◆ Assigned task ◆
Considering the entries that follow, report how many lines include the string "other", giving the number alone.
(Beginning of Records shown)
//! Synchronization primitives with optional loom support.
//!
//! The registry lock and the per-completion notification flags go through
//! this module so the loom tests can model-check them. `Arc`/`Weak` stay on
//! std: loom does not provide `Weak`, and the registry's non-owning entries
//! depend on it.

#[cfg(not(feature = "loom"))]
pub use std::sync::atomic::{AtomicBool, AtomicU32, Ordering};

#[cfg(feature = "loom")]
pub use loom::sync::atomic::{AtomicBool, AtomicU32, Ordering};

#[cfg(not(feature = "loom"))]
pub use parking_lot::Mutex;

#[cfg(feature = "loom")]
pub use self::loom_mutex::Mutex;

#[cfg(feature = "loom")]
mod loom_mutex {
    /// parking_lot-shaped wrapper over loom's mutex (no poisoning in the API).
    pub struct Mutex<T>(loom::sync::Mutex<T>);

    pub type MutexGuard<'a, T> = loom::sync::MutexGuard<'a, T>;

    impl<T> Mutex<T> {
        pub fn new(value: T) -> Self {
            Self(loom::sync::Mutex::new(value))
        }

        pub fn lock(&self) -> MutexGuard<'_, T> {
            // Poisoning only happens if a modelled thread panicked, which
            // already fails the loom test.
            match self.0.lock() {
                Ok(guard) => guard,
                Err(poisoned) => poisoned.into_inner(),
            }
        }
    }
}
use crate::interval;
use serde::Serialize;
use std::fs;
use std::path::Path;

/// Title shown before any track matches.
pub const PLACEHOLDER_TITLE: &str = "...";

/// One programme entry. `end_secs` is the start of the next entry; the last
/// entry ends where the first begins, so it may be smaller than `start_secs`.
#[derive(Debug, Clone, PartialEq, Eq, Serialize)]
pub struct TrackInfo {
    pub start_secs: u32,
    pub end_secs: u32,
    pub title: String,
}

impl TrackInfo {
    /// Start inclusive, end exclusive. Entries that cross midnight
    /// (`end <= start`) cover `[start, day end) ∪ [0, end)`.
    pub fn contains(&self, secs: u32) -> bool {
        if self.start_secs < self.end_secs {
            secs >= self.start_secs && secs < self.end_secs
        } else {
            secs >= self.start_secs || secs < self.end_secs
        }
    }
}

/// Parse `HH:MM:SS=<title>` lines. Blank lines are ignored; any other line
/// that does not parse fails the whole file.
pub fn parse_tracks(text: &str) -> Result<Vec<TrackInfo>, String> {
    let mut starts: Vec<(u32, String)> = Vec::new();
    for (n, raw) in text.lines().enumerate() {
        let line = raw.trim_end_matches('\r');
        if line.trim().is_empty() {
            continue;
        }
        let (time, title) = line
            .split_once('=')
            .ok_or_else(|| format!("Line {}: missing '=' in '{}'", n + 1, line))?;
        let start = interval::parse_clock(time.trim())
            .map_err(|e| format!("Line {}: {}", n + 1, e))?;
        starts.push((start, title.to_string()));
    }

    let ends: Vec<u32> = starts
        .iter()
        .skip(1)
        .chain(starts.first())
        .map(|(start, _)| *start)
        .collect();

    Ok(starts
        .into_iter()
        .zip(ends)
        .map(|((start_secs, title), end_secs)| TrackInfo {
            start_secs,
            end_secs,
            title,
        })
        .collect())
}

/// Read and parse a track listing file.
pub fn load_tracks(path: &Path) -> Result<Vec<TrackInfo>, String> {
    let text = fs::read_to_string(path)
        .map_err(|e| format!("Cannot read '{}': {}", path.display(), e))?;
    parse_tracks(&text).map_err(|e| format!("'{}': {}", path.display(), e))
}

/// First entry playing at `secs`.
pub fn track_at(tracks: &[TrackInfo], secs: u32) -> Option<&TrackInfo> {
    tracks.iter().find(|t| t.contains(secs))
}

/// Title currently on display. Keeps the last title when nothing matches.
#[derive(Debug, Clone)]
pub struct TitleTicker {
    title: String,
}

impl TitleTicker {
    pub fn new() -> Self {
        TitleTicker {
            title: PLACEHOLDER_TITLE.to_string(),
        }
    }

    pub fn title(&self) -> &str {
        &self.title
    }

    /// Returns true when the displayed title changed.
    pub fn update(&mut self, tracks: &[TrackInfo], secs: u32) -> bool {
        match track_at(tracks, secs) {
            Some(t) if t.title != self.title => {
                self.title = t.title.clone();
                true
            }
            _ => false,
        }
    }
}

impl Default for TitleTicker {
    fn default() -> Self {
        Self::new()
    }
}
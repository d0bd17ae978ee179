//! Auto-advance monitor.
//!
//! Evaluated once per tick against the playback offset inside the current
//! slot. When the slot's audio runs past the slot length, it picks the next
//! target position. Repeated evaluations that land on the same position count
//! as a stall, and from the second retry on the target is nudged forward by
//! one second so the next request differs from the one that got stuck.

use crate::interval::{DAY_SECONDS, SLOT_SECONDS};
use serde::Serialize;
use std::fmt;

/// Retries at the same position before the target gets nudged.
pub const STALL_RETRY_THRESHOLD: u32 = 2;

#[derive(Debug, Clone, Copy, PartialEq, Eq, Serialize)]
#[serde(rename_all = "lowercase")]
pub enum AdvanceState {
    /// Offset is within the current slot.
    Playing,
    /// Slot finished, a new target is being emitted.
    Advancing,
    /// The last advance did not move the position.
    Stalled,
}

impl fmt::Display for AdvanceState {
    fn fmt(&self, f: &mut fmt::Formatter<'_>) -> fmt::Result {
        match self {
            AdvanceState::Playing => write!(f, "playing"),
            AdvanceState::Advancing => write!(f, "advancing"),
            AdvanceState::Stalled => write!(f, "stalled"),
        }
    }
}

#[derive(Debug, Clone)]
pub struct AutoAdvance {
    last_marked: u32,
    retry_count: u32,
    state: AdvanceState,
}

impl AutoAdvance {
    pub fn new() -> Self {
        AutoAdvance {
            last_marked: 0,
            retry_count: 0,
            state: AdvanceState::Playing,
        }
    }

    pub fn last_marked(&self) -> u32 {
        self.last_marked
    }

    pub fn retry_count(&self) -> u32 {
        self.retry_count
    }

    pub fn state(&self) -> AdvanceState {
        self.state
    }

    /// Manual seek: trust the new position and forget any stall history.
    pub fn mark(&mut self, position_secs: u32) {
        self.last_marked = position_secs;
        self.retry_count = 0;
        self.state = AdvanceState::Playing;
    }

    /// A manifest failed to load. Counts toward the same stall threshold as a
    /// position that does not move.
    pub fn record_load_failure(&mut self) {
        self.retry_count += 1;
        self.state = AdvanceState::Stalled;
    }

    /// Returns the seek target when the current slot has finished.
    pub fn evaluate(&mut self, playback_offset_secs: f64, elapsed_secs: u32) -> Option<u32> {
        if playback_offset_secs.is_nan() || playback_offset_secs <= SLOT_SECONDS as f64 {
            if self.state == AdvanceState::Advancing {
                self.state = AdvanceState::Playing;
            }
            return None;
        }
        self.state = AdvanceState::Advancing;

        // New day: start over from midnight with a clean tracker.
        if elapsed_secs >= DAY_SECONDS - 1 {
            self.mark(0);
            return Some(0);
        }

        let mut target = elapsed_secs;
        if self.last_marked == elapsed_secs {
            self.retry_count += 1;
            self.state = AdvanceState::Stalled;
        } else {
            // Any other position (including one behind the mark after a
            // backwards seek) is treated as fresh progress.
            self.last_marked = elapsed_secs;
            self.retry_count = 0;
            self.state = AdvanceState::Playing;
        }

        // Not clamped to the slot boundary: a nudge at the last second of a
        // slot lands in the next one. Cannot pass the end of day because the
        // wrap branch above catches DAY_SECONDS - 1.
        if self.retry_count >= STALL_RETRY_THRESHOLD {
            target += 1;
        }
        Some(target)
    }
}

impl Default for AutoAdvance {
    fn default() -> Self {
        Self::new()
    }
}
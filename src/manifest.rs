use crate::interval::SlotPosition;
use serde::{Deserialize, Serialize};
use std::fmt;

/// Streaming flavour the slots are published in. A deployment uses one.
#[derive(Debug, Clone, Copy, PartialEq, Eq, Serialize, Deserialize)]
#[serde(rename_all = "lowercase")]
pub enum StreamProtocol {
    /// Segmented HLS, `chunks/<slot>/manifest.m3u8`.
    Hls,
    /// DASH, `dash/<slot>/manifest.mpd`.
    Dash,
}

impl Default for StreamProtocol {
    fn default() -> Self {
        StreamProtocol::Dash
    }
}

impl fmt::Display for StreamProtocol {
    fn fmt(&self, f: &mut fmt::Formatter<'_>) -> fmt::Result {
        match self {
            StreamProtocol::Hls => write!(f, "hls"),
            StreamProtocol::Dash => write!(f, "dash"),
        }
    }
}

impl StreamProtocol {
    /// Parse a protocol name (case-insensitive).
    pub fn from_str_loose(s: &str) -> Result<Self, String> {
        match s.to_lowercase().as_str() {
            "hls" | "m3u8" => Ok(StreamProtocol::Hls),
            "dash" | "mpd" => Ok(StreamProtocol::Dash),
            _ => Err(format!("Unknown protocol '{}'. Expected: hls, dash", s)),
        }
    }

    /// Directory under `audio/` holding this protocol's slots.
    pub fn directory(&self) -> &'static str {
        match self {
            StreamProtocol::Hls => "chunks",
            StreamProtocol::Dash => "dash",
        }
    }

    pub fn extension(&self) -> &'static str {
        match self {
            StreamProtocol::Hls => "m3u8",
            StreamProtocol::Dash => "mpd",
        }
    }
}

/// What the player needs to start a slot: where its manifest lives and how
/// far into it to seek.
#[derive(Debug, Clone, PartialEq, Serialize)]
pub struct ManifestDescriptor {
    pub resource_path: String,
    pub seek_offset_secs: f64,
}

/// Builds manifest paths of the form
/// `/<base>/audio/<protocol>/<HH>h<MM>/manifest.<ext>`.
#[derive(Debug, Clone)]
pub struct ManifestResolver {
    base: String,
    protocol: StreamProtocol,
}

impl ManifestResolver {
    pub fn new(base: &str, protocol: StreamProtocol) -> Self {
        ManifestResolver {
            base: base.trim_matches('/').to_string(),
            protocol,
        }
    }

    pub fn protocol(&self) -> StreamProtocol {
        self.protocol
    }

    pub fn resolve(&self, position: SlotPosition) -> ManifestDescriptor {
        let mut resource_path = String::new();
        if !self.base.is_empty() {
            resource_path.push('/');
            resource_path.push_str(&self.base);
        }
        resource_path.push_str(&format!(
            "/audio/{}/{}/manifest.{}",
            self.protocol.directory(),
            position.folder_name(),
            self.protocol.extension()
        ));
        ManifestDescriptor {
            resource_path,
            seek_offset_secs: position.in_slot_offset,
        }
    }
}

#[cfg(test)]
mod tests {
    use super::*;
    use crate::interval;

    #[test]
    fn dash_path_without_base() {
        let resolver = ManifestResolver::new("", StreamProtocol::Dash);
        let m = resolver.resolve(interval::map(0.0));
        assert_eq!(m.resource_path, "/audio/dash/00h00/manifest.mpd");
        assert_eq!(m.seek_offset_secs, 0.0);
    }

    #[test]
    fn hls_path_with_base_and_offset() {
        let resolver = ManifestResolver::new("/radio/", StreamProtocol::Hls);
        let m = resolver.resolve(interval::map(3661.0));
        assert_eq!(m.resource_path, "/radio/audio/chunks/01h00/manifest.m3u8");
        assert_eq!(m.seek_offset_secs, 61.0);
    }

    #[test]
    fn last_slot_of_the_day() {
        let resolver = ManifestResolver::new("r", StreamProtocol::Dash);
        let m = resolver.resolve(interval::map(86_399.0));
        assert_eq!(m.resource_path, "/r/audio/dash/23h45/manifest.mpd");
        assert_eq!(m.seek_offset_secs, 899.0);
    }

    #[test]
    fn protocol_from_str() {
        assert_eq!(StreamProtocol::from_str_loose("HLS").unwrap(), StreamProtocol::Hls);
        assert_eq!(StreamProtocol::from_str_loose("dash").unwrap(), StreamProtocol::Dash);
        assert!(StreamProtocol::from_str_loose("rtmp").is_err());
    }

    #[test]
    fn protocol_serializes_lowercase() {
        let json = serde_json::to_string(&StreamProtocol::Hls).unwrap();
        assert_eq!(json, "\"hls\"");
    }
}
//! Slot arithmetic: one day is cut into 96 slots of fifteen minutes each.

use serde::Serialize;

/// Seconds in one day of programming.
pub const DAY_SECONDS: u32 = 86_400;

/// Seconds covered by one slot (one manifest).
pub const SLOT_SECONDS: u32 = 900;

/// Minutes covered by one slot.
pub const SLOT_MINUTES: u32 = SLOT_SECONDS / 60;

/// Number of slots in a day.
pub const SLOTS_PER_DAY: u32 = DAY_SECONDS / SLOT_SECONDS;

/// A position split into its slot and the offset inside that slot.
#[derive(Debug, Clone, Copy, PartialEq, Serialize)]
pub struct SlotPosition {
    /// `floor(elapsed / SLOT_SECONDS)`. Not wrapped to the day.
    pub slot_index: u64,
    /// Seconds into the slot, always in `[0, SLOT_SECONDS)`.
    pub in_slot_offset: f64,
}

impl SlotPosition {
    /// Seconds since midnight at which this slot starts.
    pub fn slot_start_secs(&self) -> u64 {
        self.slot_index.saturating_mul(SLOT_SECONDS as u64)
    }

    /// Absolute position in seconds, i.e. `slot_start + offset`.
    pub fn elapsed_secs(&self) -> f64 {
        self.slot_start_secs() as f64 + self.in_slot_offset
    }

    /// Wall-clock hour and minute at which the slot starts.
    /// Hours keep counting past 23 for positions beyond one day.
    pub fn clock(&self) -> (u64, u64) {
        let minutes = self.slot_index.saturating_mul(SLOT_MINUTES as u64);
        (minutes / 60, minutes % 60)
    }

    /// Folder name of the slot, e.g. `"01h15"`.
    pub fn folder_name(&self) -> String {
        let (hour, minute) = self.clock();
        format!("{:02}h{:02}", hour, minute)
    }
}

/// Split `elapsed_secs` into slot index and in-slot offset.
///
/// Negative or non-finite input is treated as zero. Values past one day map
/// to slot indices beyond the last slot; wrapping is the caller's job.
/// Exact for every input below 2^53 seconds, where `f64` still holds whole
/// seconds.
pub fn map(elapsed_secs: f64) -> SlotPosition {
    let secs = if elapsed_secs.is_finite() {
        elapsed_secs.max(0.0)
    } else {
        0.0
    };
    let slot = SLOT_SECONDS as f64;
    SlotPosition {
        slot_index: (secs / slot).floor() as u64,
        in_slot_offset: secs % slot,
    }
}

/// Convert a wall-clock time into seconds since midnight.
pub fn seconds_of_day(time: chrono::NaiveTime) -> u32 {
    use chrono::Timelike;
    time.num_seconds_from_midnight()
}

/// Format seconds since midnight as `HH:MM:SS`.
pub fn format_clock(secs: u32) -> String {
    let secs = secs % DAY_SECONDS;
    format!("{:02}:{:02}:{:02}", secs / 3600, (secs % 3600) / 60, secs % 60)
}

/// Parse `HH:MM:SS` or `HH:MM` into seconds since midnight.
pub fn parse_clock(s: &str) -> Result<u32, String> {
    chrono::NaiveTime::parse_from_str(s, "%H:%M:%S")
        .or_else(|_| chrono::NaiveTime::parse_from_str(s, "%H:%M"))
        .map(seconds_of_day)
        .map_err(|_| format!("Invalid time '{}'. Expected HH:MM or HH:MM:SS", s))
}
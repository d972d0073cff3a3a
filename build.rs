use std::process::Command;

fn git(args: &[&str]) -> Option<String> {
    Command::new("git")
        .args(args)
        .output()
        .ok()
        .filter(|o| o.status.success())
        .and_then(|o| String::from_utf8(o.stdout).ok())
        .map(|s| s.trim().to_string())
}

fn main() {
    println!("cargo:rerun-if-changed=.git/HEAD");
    println!("cargo:rerun-if-changed=.git/index");

    let hash = git(&["rev-parse", "--short", "HEAD"]).unwrap_or_default();
    let commit_date =
        git(&["log", "-1", "--format=%cd", "--date=format:%Y-%m-%d"]).unwrap_or_default();
    let dirty = git(&["status", "--porcelain"]).is_some_and(|s| !s.is_empty());

    let version = env!("CARGO_PKG_VERSION");
    let tagged = git(&["tag", "--points-at", "HEAD"]).is_some_and(|tags| {
        tags.lines()
            .any(|tag| tag == version || tag == format!("v{}", version))
    });

    println!("cargo:rustc-env=GRIMOIRE_GIT_HASH={}", hash);
    println!("cargo:rustc-env=GRIMOIRE_COMMIT_DATE={}", commit_date);
    println!("cargo:rustc-env=GRIMOIRE_IS_RELEASE={}", tagged && !dirty);
}
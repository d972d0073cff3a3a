//! Domain colors.
//!
//! Every known domain maps to a fixed color; anything else gets the neutral
//! [`DEFAULT_COLOR`]. Lookups are exact, case-sensitive string matches.

use once_cell::sync::Lazy;
use std::collections::HashMap;

pub const DEFAULT_COLOR: &str = "#888";

const DOMAIN_COLORS: &[(&str, &str)] = &[
    ("Arcano", "#835493"),
    ("Spada", "#b63f37"),
    ("Ossa", "#d6e2e9"),
    ("Codex", "#2b5e99"),
    ("Grazia", "#c94e8e"),
    ("Mezzanotte", "#3f4344"),
    ("Saggio", "#1b7d48"),
    ("Splendore", "#eacb27"),
    ("Valore", "#d97326"),
];

static PALETTE: Lazy<HashMap<&'static str, &'static str>> =
    Lazy::new(|| DOMAIN_COLORS.iter().copied().collect());

/// Hex color for a domain.
pub fn domain_color(domain: &str) -> &'static str {
    PALETTE.get(domain).copied().unwrap_or(DEFAULT_COLOR)
}

/// RGB triple for a domain, for truecolor terminals.
pub fn domain_rgb(domain: &str) -> (u8, u8, u8) {
    // The table only holds well-formed colors.
    hex_to_rgb(domain_color(domain)).unwrap_or((0x88, 0x88, 0x88))
}

/// Parses `#rgb` or `#rrggbb`.
pub fn hex_to_rgb(hex: &str) -> Option<(u8, u8, u8)> {
    let digits = hex.strip_prefix('#')?;
    let expanded: String = match digits.len() {
        3 => digits.chars().flat_map(|c| [c, c]).collect(),
        6 => digits.to_string(),
        _ => return None,
    };
    let channel = |i: usize| u8::from_str_radix(expanded.get(i..i + 2)?, 16).ok();
    Some((channel(0)?, channel(2)?, channel(4)?))
}

#[cfg(test)]
mod tests {
    use super::*;

    #[test]
    fn known_domains_have_fixed_colors() {
        assert_eq!(domain_color("Arcano"), "#835493");
        assert_eq!(domain_color("Valore"), "#d97326");
    }

    #[test]
    fn unknown_domain_falls_back_to_neutral() {
        assert_eq!(domain_color("Sconosciuto"), DEFAULT_COLOR);
        assert_eq!(domain_color("arcano"), DEFAULT_COLOR);
        assert_eq!(domain_color(""), DEFAULT_COLOR);
    }

    #[test]
    fn parses_long_and_short_hex() {
        assert_eq!(hex_to_rgb("#b63f37"), Some((0xb6, 0x3f, 0x37)));
        assert_eq!(hex_to_rgb("#888"), Some((0x88, 0x88, 0x88)));
        assert_eq!(hex_to_rgb("888888"), None);
        assert_eq!(hex_to_rgb("#12345"), None);
        assert_eq!(hex_to_rgb("#zzzzzz"), None);
    }

    #[test]
    fn rgb_for_unknown_domain_is_grey() {
        assert_eq!(domain_rgb("???"), (0x88, 0x88, 0x88));
        assert_eq!(domain_rgb("Codex"), (0x2b, 0x5e, 0x99));
    }
}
(End of Records shown)
◆ Expected answer ◆
2